By the time we reached the summit of San Sebastià, the lighthouse situated at the top of the cape had taken on a mythical quality. Its beaming light, enclosed in a crowned glass dome, roved the sparkling silver waters of the Mediterranean. The shrubs and trees—the bushes of lavender and thyme, the juniper and olive trees, the maritime pine, the broom plants and palmetto scrubs—all woven into the rocky shelves, formed an avalanche of granite and foliage that led to the Calella de Palafrugell, where wooden fishing boats had been pulled out of the water and left strewn across the sandy coast. Behind the lighthouse and El Far Hotel, abandoned in winter, was an archaeological site with ruins of an Iberian settlement.

“Look around,” I said to the breathless pilgrims. “This stunning view is what Josep Pla observed daily during the plague. He hiked up here and sat for hours with his notebook, searching for well-endowed adjectives to describe the landscape.”

I could tell they were impressed, but they also seemed exhausted from the laborious journey of digressions it had taken to get there.

I observed Ludo from a distance. He stood on the hotel terrace taking in the view. Then he lit his pipe and sucked on it with his eyes closed, head tilted back, face pressed into the radiant metallic sky. He seemed at peace. I wondered if he had come to terms with our collective endeavor, if his wall of defenses had come crumbling down. But I couldn’t be sure, and I knew that even if he had opened up his heart to our objectives it wouldn’t last long. He had become shifty, a woeful, unpredictable man.

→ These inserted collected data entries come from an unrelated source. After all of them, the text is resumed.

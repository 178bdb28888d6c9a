//! Degree-based trigonometry and range normalisation.
//!
//! Every formula in the engine is written in degrees because that is the unit
//! catalog data and configuration arrive in. These helpers keep the radian
//! conversion and the range folding in one place.

/// Degrees per hour of right ascension / hour angle.
pub const DEGREES_PER_HOUR: f64 = 15.0;

/// Arcseconds per degree.
pub const ARCSEC_PER_DEGREE: f64 = 3600.0;

/// Values whose magnitude is below this are treated as zero in divisions.
pub const GEOMETRY_EPSILON: f64 = 1e-12;

#[inline]
pub fn sin_deg(x: f64) -> f64 {
    x.to_radians().sin()
}

#[inline]
pub fn cos_deg(x: f64) -> f64 {
    x.to_radians().cos()
}

#[inline]
pub fn tan_deg(x: f64) -> f64 {
    x.to_radians().tan()
}

/// `atan2` returning degrees.
#[inline]
pub fn atan2_deg(y: f64, x: f64) -> f64 {
    y.atan2(x).to_degrees()
}

/// Clamp a cosine/sine-like value into `[-1, 1]` to absorb rounding overshoot.
#[inline]
pub fn clamp_unit(x: f64) -> f64 {
    x.clamp(-1.0, 1.0)
}

/// `asin` in degrees with the argument clamped into the valid domain.
#[inline]
pub fn asin_deg(x: f64) -> f64 {
    clamp_unit(x).asin().to_degrees()
}

/// `acos` in degrees with the argument clamped into the valid domain.
#[inline]
pub fn acos_deg(x: f64) -> f64 {
    clamp_unit(x).acos().to_degrees()
}

/// Wrap an angle into `[0, 360)`.
#[inline]
pub fn normalize_degrees(x: f64) -> f64 {
    let y = x.rem_euclid(360.0);
    // rem_euclid can return exactly 360.0 for tiny negative inputs
    if y >= 360.0 {
        0.0
    } else {
        y
    }
}

/// Wrap an angle into `[-180, 180)`.
#[inline]
pub fn normalize_signed_degrees(x: f64) -> f64 {
    normalize_degrees(x + 180.0) - 180.0
}

/// Wrap a time-of-day or right ascension into `[0, 24)`.
#[inline]
pub fn normalize_hours(x: f64) -> f64 {
    let y = x.rem_euclid(24.0);
    if y >= 24.0 {
        0.0
    } else {
        y
    }
}

/// Whether a denominator is too small to divide by safely.
#[inline]
pub fn is_negligible(x: f64) -> bool {
    x.abs() < GEOMETRY_EPSILON
}
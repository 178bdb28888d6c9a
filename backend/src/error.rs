//! Error types for the visibility engine.
//!
//! Missing coordinates are not errors: they travel as `Option` and surface as
//! [`crate::models::Visibility::Unavailable`] or
//! [`crate::models::Separation::Undefined`]. The variants below cover input that
//! cannot be represented at all.

/// Result type for engine operations
pub type AstroResult<T> = Result<T, AstroError>;

/// Error type for engine operations
#[derive(Debug, Clone, PartialEq, thiserror::Error)]
pub enum AstroError {
    /// Calendar input outside the supported Gregorian range.
    #[error("Unsupported date: {message}")]
    UnsupportedDate { message: String },

    /// Observer latitude/longitude/elevation out of range or not finite.
    #[error("Invalid location: {message}")]
    InvalidLocation { message: String },

    /// Right ascension or declination out of range or not finite.
    #[error("Invalid coordinates: {message}")]
    InvalidCoordinates { message: String },

    /// Configuration file could not be read, parsed or validated.
    #[error("Configuration error: {message}")]
    Configuration { message: String },
}

impl AstroError {
    /// Create an unsupported date error.
    pub fn unsupported_date(message: impl Into<String>) -> Self {
        Self::UnsupportedDate {
            message: message.into(),
        }
    }

    /// Create an invalid location error.
    pub fn invalid_location(message: impl Into<String>) -> Self {
        Self::InvalidLocation {
            message: message.into(),
        }
    }

    /// Create an invalid coordinates error.
    pub fn invalid_coordinates(message: impl Into<String>) -> Self {
        Self::InvalidCoordinates {
            message: message.into(),
        }
    }

    /// Create a configuration error.
    pub fn configuration(message: impl Into<String>) -> Self {
        Self::Configuration {
            message: message.into(),
        }
    }

    /// Short machine-friendly name of the error kind, used in log lines.
    pub fn kind(&self) -> &'static str {
        match self {
            Self::UnsupportedDate { .. } => "unsupported_date",
            Self::InvalidLocation { .. } => "invalid_location",
            Self::InvalidCoordinates { .. } => "invalid_coordinates",
            Self::Configuration { .. } => "configuration",
        }
    }
}
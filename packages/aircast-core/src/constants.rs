//! Fixed audio and supervision constants.
//!
//! The audio values are dictated by the capture contract (S16LE / 48 kHz /
//! stereo PCM on the capture child's stdout); the supervision values are
//! operational tunings the rest of the code assumes. Changing them changes
//! wire-level or on-disk behavior.

use std::time::Duration;

// ─────────────────────────────────────────────────────────────────────────────
// Audio Format
// ─────────────────────────────────────────────────────────────────────────────

/// Capture sample rate (Hz). The capture child is always invoked for 48 kHz.
pub const SAMPLE_RATE: u32 = 48_000;

/// Capture channel count (stereo).
pub const CHANNELS: u16 = 2;

/// Bytes per interleaved stereo S16LE frame (2 channels × 2 bytes).
pub const BYTES_PER_FRAME: usize = 4;

/// Frames per metering window (12000 frames ≈ 250 ms at 48 kHz).
pub const METER_WINDOW_FRAMES: u32 = 12_000;

/// PCM scratch buffer for the distributor read loop
/// (100 ms at 48 kHz stereo S16LE).
pub const PCM_BUFFER_BYTES: usize = 19_200;

/// Full-scale reference amplitude for dB conversion.
pub const FULL_SCALE: f64 = 32_768.0;

/// Sample magnitude at or beyond which a sample counts as clipped.
pub const CLIP_THRESHOLD: i32 = 32_760;

/// Level floor (dB). Reported whenever a window is empty or quieter.
pub const DB_FLOOR: f64 = -60.0;

/// How long a channel peak is held before it may decay.
pub const PEAK_HOLD: Duration = Duration::from_millis(1_500);

// ─────────────────────────────────────────────────────────────────────────────
// Supervision
// ─────────────────────────────────────────────────────────────────────────────

/// Initial restart backoff delay.
pub const BACKOFF_INITIAL: Duration = Duration::from_secs(3);

/// Maximum restart backoff delay.
pub const BACKOFF_MAX: Duration = Duration::from_secs(60);

/// A child that ran at least this long counts as a successful run and
/// resets its supervisor's retry budget.
pub const SUCCESS_RUN: Duration = Duration::from_secs(30);

/// A running sink is reported stable once its current child has lived
/// this long.
pub const STABLE_AFTER: Duration = Duration::from_secs(10);

/// Bound on each child's captured stderr; older bytes are ring-discarded.
pub const STDERR_CAP: usize = 64 * 1024;

/// Maximum length of an extracted stderr error line (characters).
pub const ERROR_TRUNCATE: usize = 200;

/// Bounded wait for graceful child termination before force kill.
pub const SHUTDOWN_TIMEOUT: Duration = Duration::from_secs(3);

/// Capture restart budget before the engine gives up entirely.
pub const CAPTURE_MAX_RETRIES: u32 = 10;

/// Retry budget applied when a sink's configured budget is 0 (sentinel
/// meaning "use the default").
pub const DEFAULT_SINK_MAX_RETRIES: u32 = 99;

/// Delay between capture spawn and starting the enabled sinks, giving the
/// capture child time to settle before encoders attach.
pub const SINK_SETTLE_DELAY: Duration = Duration::from_millis(500);

/// Pause between stop and start during a full engine restart.
pub const RESTART_PAUSE: Duration = Duration::from_secs(1);

// ─────────────────────────────────────────────────────────────────────────────
// Recordings
// ─────────────────────────────────────────────────────────────────────────────

/// Interval between retention cleaner passes.
pub const CLEANER_INTERVAL: Duration = Duration::from_secs(3_600);

/// Highest numeric suffix tried when a recording path collides before
/// falling back to unix seconds.
pub const ROTATE_SUFFIX_MAX: u32 = 99;

// ─────────────────────────────────────────────────────────────────────────────
// Registry Ceilings
// ─────────────────────────────────────────────────────────────────────────────

/// Maximum number of configured outputs, enforced at insertion time.
pub const MAX_OUTPUTS: usize = 10;

/// Maximum number of configured recordings, enforced at insertion time.
pub const MAX_RECORDINGS: usize = 5;
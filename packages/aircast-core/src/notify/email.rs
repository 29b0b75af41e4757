//! Email alert delivery over SMTP.
//!
//! TLS mode follows the configured port: 587 uses STARTTLS, 465 implicit
//! TLS, anything else opportunistic TLS.

use lettre::message::Mailbox;
use lettre::transport::smtp::authentication::Credentials;
use lettre::transport::smtp::client::{Tls, TlsParameters};
use lettre::{AsyncSmtpTransport, AsyncTransport, Message, Tokio1Executor};

use super::{Alert, NotifyError};
use crate::config::NotificationConfig;

fn compose(alert: &Alert) -> (String, String) {
    match alert {
        Alert::SilenceStart {
            duration_secs,
            threshold_db,
        } => (
            "Aircast: silence detected".to_string(),
            format!(
                "Silence detected on the program feed.\n\n\
                 Below threshold for: {duration_secs:.1} s\n\
                 Threshold: {threshold_db:.1} dB\n"
            ),
        ),
        Alert::SilenceEnd { duration_secs, .. } => (
            "Aircast: audio restored".to_string(),
            format!(
                "Audio has recovered on the program feed.\n\n\
                 Total silence duration: {duration_secs:.1} s\n"
            ),
        ),
        Alert::Test => (
            "Aircast: test notification".to_string(),
            "This is a test notification. Email alerting is configured correctly.\n".to_string(),
        ),
    }
}

fn build_transport(
    cfg: &NotificationConfig,
) -> Result<AsyncSmtpTransport<Tokio1Executor>, NotifyError> {
    let tls = TlsParameters::new(cfg.email_host.clone())?;
    let tls_mode = match cfg.email_port {
        465 => Tls::Wrapper(tls),
        587 => Tls::Required(tls),
        _ => Tls::Opportunistic(tls),
    };

    let mut builder = AsyncSmtpTransport::<Tokio1Executor>::builder_dangerous(&cfg.email_host)
        .port(cfg.email_port)
        .tls(tls_mode);
    if !cfg.email_username.is_empty() {
        builder = builder.credentials(Credentials::new(
            cfg.email_username.clone(),
            cfg.email_password.clone(),
        ));
    }
    Ok(builder.build())
}

pub(super) async fn send(cfg: &NotificationConfig, alert: &Alert) -> Result<(), NotifyError> {
    let (subject, body) = compose(alert);
    let from: Mailbox = cfg.email_from.parse()?;

    let mut message = Message::builder().from(from).subject(subject);
    for recipient in &cfg.email_recipients {
        message = message.to(recipient.parse()?);
    }
    let email = message.body(body)?;

    build_transport(cfg)?.send(email).await?;
    Ok(())
}

#[cfg(test)]
mod tests {
    use super::*;

    #[test]
    fn start_alert_mentions_threshold() {
        let (subject, body) = compose(&Alert::SilenceStart {
            duration_secs: 15.0,
            threshold_db: -40.0,
        });
        assert!(subject.contains("silence"));
        assert!(body.contains("-40.0 dB"));
        assert!(body.contains("15.0 s"));
    }

    #[test]
    fn end_alert_reports_total_duration() {
        let (subject, body) = compose(&Alert::SilenceEnd {
            duration_secs: 123.4,
            threshold_db: -40.0,
        });
        assert!(subject.contains("restored"));
        assert!(body.contains("123.4 s"));
    }
}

I busied myself with setting up the Mobile Art Gallery near the lighthouse. Against the mercurial waters of the sea, The Hung Mallard truly looked like a pirate’s flag. I set up the telephone and the typewriter. I unwrapped the gas mask. Then I went in search of the pilgrims who were prowling around, breathing through their mouths. It was time to transcribe.

“Pilgrims,” I announced. “Report to the miniature museum immediately!”

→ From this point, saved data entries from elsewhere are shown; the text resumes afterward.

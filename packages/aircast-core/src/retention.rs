//! Periodic deletion of recording files past their retention window.
//!
//! One cleaner per recording. Each pass removes whole `YYYY-MM-DD`
//! directories older than the cutoff, then scans surviving dated
//! directories for individual files with stale modification times, pruning
//! directories that end up empty.

use std::path::Path;
use std::time::{Duration, SystemTime};

use chrono::{Local, NaiveDate};
use tokio::task::JoinHandle;
use tokio_util::sync::CancellationToken;

use crate::config::RecordingConfig;
use crate::constants::CLEANER_INTERVAL;

/// What one cleaning pass removed.
#[derive(Debug, Default, Clone, Copy)]
pub(crate) struct CleanStats {
    pub files: u64,
    pub dirs: u64,
}

impl CleanStats {
    fn changed(&self) -> bool {
        self.files > 0 || self.dirs > 0
    }
}

/// Background cleaner for one recording: an immediate pass, then hourly.
pub(crate) struct RetentionCleaner {
    stop: CancellationToken,
    handle: JoinHandle<()>,
}

impl RetentionCleaner {
    pub fn spawn(recording: RecordingConfig) -> Self {
        let stop = CancellationToken::new();
        let token = stop.clone();
        let handle = tokio::spawn(async move {
            let mut ticker = tokio::time::interval(CLEANER_INTERVAL);
            loop {
                tokio::select! {
                    _ = token.cancelled() => break,
                    _ = ticker.tick() => {}
                }
                match run_pass(&recording.base_path, recording.retention_days).await {
                    Ok(stats) if stats.changed() => log::info!(
                        "[Retention {}] Removed {} files and {} directories older than {} days",
                        recording.id,
                        stats.files,
                        stats.dirs,
                        recording.retention_days
                    ),
                    Ok(_) => {}
                    Err(e) => {
                        log::warn!("[Retention {}] Cleaning pass failed: {e}", recording.id);
                    }
                }
            }
        });
        Self { stop, handle }
    }

    pub async fn stop(self) {
        self.stop.cancel();
        let _ = self.handle.await;
    }
}

/// One cleaning pass. Skips entirely when retention is disabled or the base
/// directory does not exist yet.
pub(crate) async fn run_pass(base: &Path, retention_days: u32) -> std::io::Result<CleanStats> {
    let mut stats = CleanStats::default();
    if retention_days == 0 || !tokio::fs::try_exists(base).await.unwrap_or(false) {
        return Ok(stats);
    }

    let cutoff_date = (Local::now() - chrono::Duration::days(i64::from(retention_days))).date_naive();
    let cutoff_mtime = SystemTime::now() - Duration::from_secs(u64::from(retention_days) * 86_400);

    let mut entries = tokio::fs::read_dir(base).await?;
    while let Some(entry) = entries.next_entry().await? {
        let is_dir = entry
            .file_type()
            .await
            .map(|t| t.is_dir())
            .unwrap_or(false);
        if !is_dir {
            continue;
        }
        let name = entry.file_name();
        let Some(name) = name.to_str() else { continue };
        // Only dated directories belong to the recorder layout.
        let Ok(date) = NaiveDate::parse_from_str(name, "%Y-%m-%d") else {
            continue;
        };
        let path = entry.path();

        if date < cutoff_date {
            stats.files += count_files(&path).await;
            match tokio::fs::remove_dir_all(&path).await {
                Ok(()) => stats.dirs += 1,
                Err(e) => log::warn!("[Retention] Could not remove {}: {e}", path.display()),
            }
        } else {
            let scanned = remove_stale_files(&path, cutoff_mtime).await?;
            stats.files += scanned.files;
            stats.dirs += scanned.dirs;
        }
    }
    Ok(stats)
}

/// Deletes files in a dated directory whose mtime predates the cutoff and
/// removes the directory when it ends up empty.
async fn remove_stale_files(dir: &Path, cutoff: SystemTime) -> std::io::Result<CleanStats> {
    let mut stats = CleanStats::default();
    let mut remaining = 0u64;

    let mut entries = tokio::fs::read_dir(dir).await?;
    while let Some(entry) = entries.next_entry().await? {
        let Ok(metadata) = entry.metadata().await else {
            remaining += 1;
            continue;
        };
        if !metadata.is_file() {
            remaining += 1;
            continue;
        }
        let stale = metadata.modified().map(|m| m < cutoff).unwrap_or(false);
        if stale && tokio::fs::remove_file(entry.path()).await.is_ok() {
            stats.files += 1;
        } else {
            remaining += 1;
        }
    }

    if remaining == 0 && stats.files > 0 && tokio::fs::remove_dir(dir).await.is_ok() {
        stats.dirs += 1;
    }
    Ok(stats)
}

async fn count_files(dir: &Path) -> u64 {
    let Ok(mut entries) = tokio::fs::read_dir(dir).await else {
        return 0;
    };
    let mut count = 0;
    while let Ok(Some(entry)) = entries.next_entry().await {
        if entry.file_type().await.map(|t| t.is_file()).unwrap_or(false) {
            count += 1;
        }
    }
    count
}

Everyone showed up. Mercè looked on anxiously, hands over her mouth, eyes peeking out. I offered her the gas mask.

“For your personal relief,” I said.

She turned her back to us and slipped it over her head, then turned around again and looked at us with her rubber face. I picked up the telephone and listened to the devastation coming through it, to the residue of silence left over from the worldwide wreckage, a portion of which had annihilated the Hosseinis. The world had slit its own throat with such reckless abandon! I ordered Gheorghe to stand at the typewriter. Agatha broke into a premature applause. She looked up at Ludo’s face, and boldly said, “What a show she is about to put on!” I thought Ludo might bolt, but he stayed put, firm in his spot. Mercè stood next to him. With the gas mask covering her face, she had no trouble gazing at him lovingly. He looked down at her a few times and forced a polite smile. The architecture of Ludo Bembo’s interior life is as knotty as an irregular home full of interlacing staircases, hallways, rooms. Who could read the tides of his emotions? He’s a man with a Byzantine character and a Roman nose!